The Last Boss' Daughter

Page 3

by Sam Mariano


  That sounds boring, so I nod and walk away to the other room.

  Well, I try, but walking is hard. Eventually I make it to the bedroom, kick the door closed, and collapse on my bed, feeling a bit weightless. The room feels spinny, but it’s not actually spinning, so I’m not afraid I’ll throw up. Everything just feels light and wonderful, and I wonder why I don’t get drunk every day. Life would be so much easier to handle.

  “Ah, right,” I say, to absolutely no one. “I can’t afford to!”

  Maybe I should be nice to my mom and Pietro to get some money.

  Nope. Not worth it. Even drunk, that’s absurd.

  The door creaks open and I sigh, put upon. Even though he’s close, I hear myself saying very loudly, “You should buy me more wine!”

  “Why?”

  “Because I love wine. Wine makes me happy.”

  “Maybe your husband would if you’d be less of a bitch every day.”

  “You’re not my husband,” I inform him.

  He doesn’t speak, but he doesn’t have to. That’s the unspeakable, and I’ve consumed enough alcohol to say it.

  He crosses the room in what seems like one angry stride and lifts me off the bed, but it isn’t sexy when he does it. He’s not powerful, he’s not strong, and he tries to hurt me, digging his bony fucking fingers into my shoulder as he shoves me across the room.

  “What’d you fucking say?”

  “You fucking heard me,” I say, and swat away the next hand that comes my way. He pushes me back against the wall, but with his pathetic little hands, not with his body, and I don’t want his body anywhere near mine anyway.

  I can see in his face he wants to hit me, but I just smile, like I don’t have a care in the world. “Go ahead, motherfucker. Hit me in the face. You’re so big and strong, you can harm little ol’ me. Go on!”

  But he doesn’t. I have no idea why. Normally he would. Probably not the face, but my arms, my chest, my sides, the softness of my abdomen where he could make me double over and feel like vomiting.

  He just shakes his head, looking like he hates me every bit as much as I hate him. “Fuck you,” he says instead.

  “Never,” I throw back, still smiling.

  That pisses him off more and I see the fist coming at me. Despite myself, I flinch, try to duck away from it, but it doesn’t connect with my face or my arm, it connects with the wall behind my head.

  “I hate coming home to you!” he screams.

  “So stop doing it,” I scream back, wanting to rip my long, dark hair out right at the roots. “For the love of God, you have to know I don’t want you here! Why can’t you just stay with someone else? Won’t you be happier?”
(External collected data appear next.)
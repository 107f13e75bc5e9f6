use std::sync::Arc;
use tokio::task::JoinHandle;

use super::init;
use super::error::Result;
use super::message::{Action, Event, Message, Reply};
use tokio::sync::mpsc::{
    UnboundedReceiver as Receiver, UnboundedSender as Sender, unbounded_channel as channel,
};
use tokio::sync::oneshot;

/// Cheap handle to a running engine. Clones share the same engine task.
#[derive(Debug, Clone)]
pub struct Client {
    pub sender: Sender<Message>,
    _handle: Arc<JoinHandle<()>>,
}

impl Default for Client {
    fn default() -> Self {
        let (sender, handle) = init();
        Self {
            sender,
            _handle: Arc::new(handle),
        }
    }
}

impl Client {
    pub fn new(sender: Sender<Message>, handle: JoinHandle<()>) -> Self {
        Self {
            sender,
            _handle: Arc::new(handle),
        }
    }

    /// Register for playback events (progress, completion, stop).
    pub fn subscribe(&self) -> Receiver<Event> {
        let (tx, rx) = channel::<Event>();
        self.sender
            .send(Message::Subscribe(tx))
            .expect("failed to subscribe to engine");
        rx
    }

    /// Send one action and wait for its reply. Requests from a single
    /// caller are applied in the order they are sent.
    pub async fn request(&self, action: Action) -> Result<Reply> {
        let (tx, rx) = oneshot::channel();
        self.sender
            .send(Message::Request { action, reply: tx })
            .map_err(|_| {
                crate::error::EngineError::Internal("engine task is gone".to_string())
            })?;
        rx.await.map_err(|_| {
            crate::error::EngineError::Internal("engine dropped the request".to_string())
        })?
    }
}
  I’m not even being mean at this point, the alcohol is just compelling me to sheer honesty, and it pisses him off like I’m throwing jabs. He storms out of the bedroom and down the hall, cursing and hitting walls.

  He’s gonna kill me someday.

  Sober, that might actually scare me, but I’m drunk and I don’t care.

  If I cared, I probably wouldn’t have snuck past two armed men to steal a couple of goddamn apples.

  Suddenly exhausted, I climb into bed and curl up with my blanket cocoon. I dreamed last night that my dad was still alive and I went to stay with him. Paul existed somewhere in the world, but he wasn’t my cross to bear anymore. I made dinner for me and my dad and we sat at our old dining room table and ate Grandma’s spaghetti while we talked. There were apples in a fruit bowl between us.

  Tears well in my eyes and I hate them.

  I pull the blanket up over my head, because I just can’t handle the world anymore today.

  Annabelle

  I have no memory of getting out of bed at any point during the night and getting my chicken parm out of the oven, let alone turning the oven off and putting the untouched chicken parm in a container and into my fridge. I spend about ten minutes walking through my kitchen, head cloudy, trying to figure out how this could have happened. I consider that Paul could’ve done it, but that’s ridiculous. I know he left; he wouldn’t have come back to do that, wouldn’t have even known I didn’t take it out myself. And if he would’ve, he would’ve eaten some.

  I take the container out of the fridge and lift the lid. Actually, it does look like someone ripped off a bottom piece, but it probably just stuck to the pan and my drunken, apparently sleepwalking self didn’t care.

  I toss the bowl on the counter, because I’m starving, and now I have lunch.

  When I grab a plate for my lunch, I realize the sink is empty.

  I mean, I had it empty when I put the chicken in the oven, but the pan I’d cooked it in should be in there, courtesy of Drunk Annabelle.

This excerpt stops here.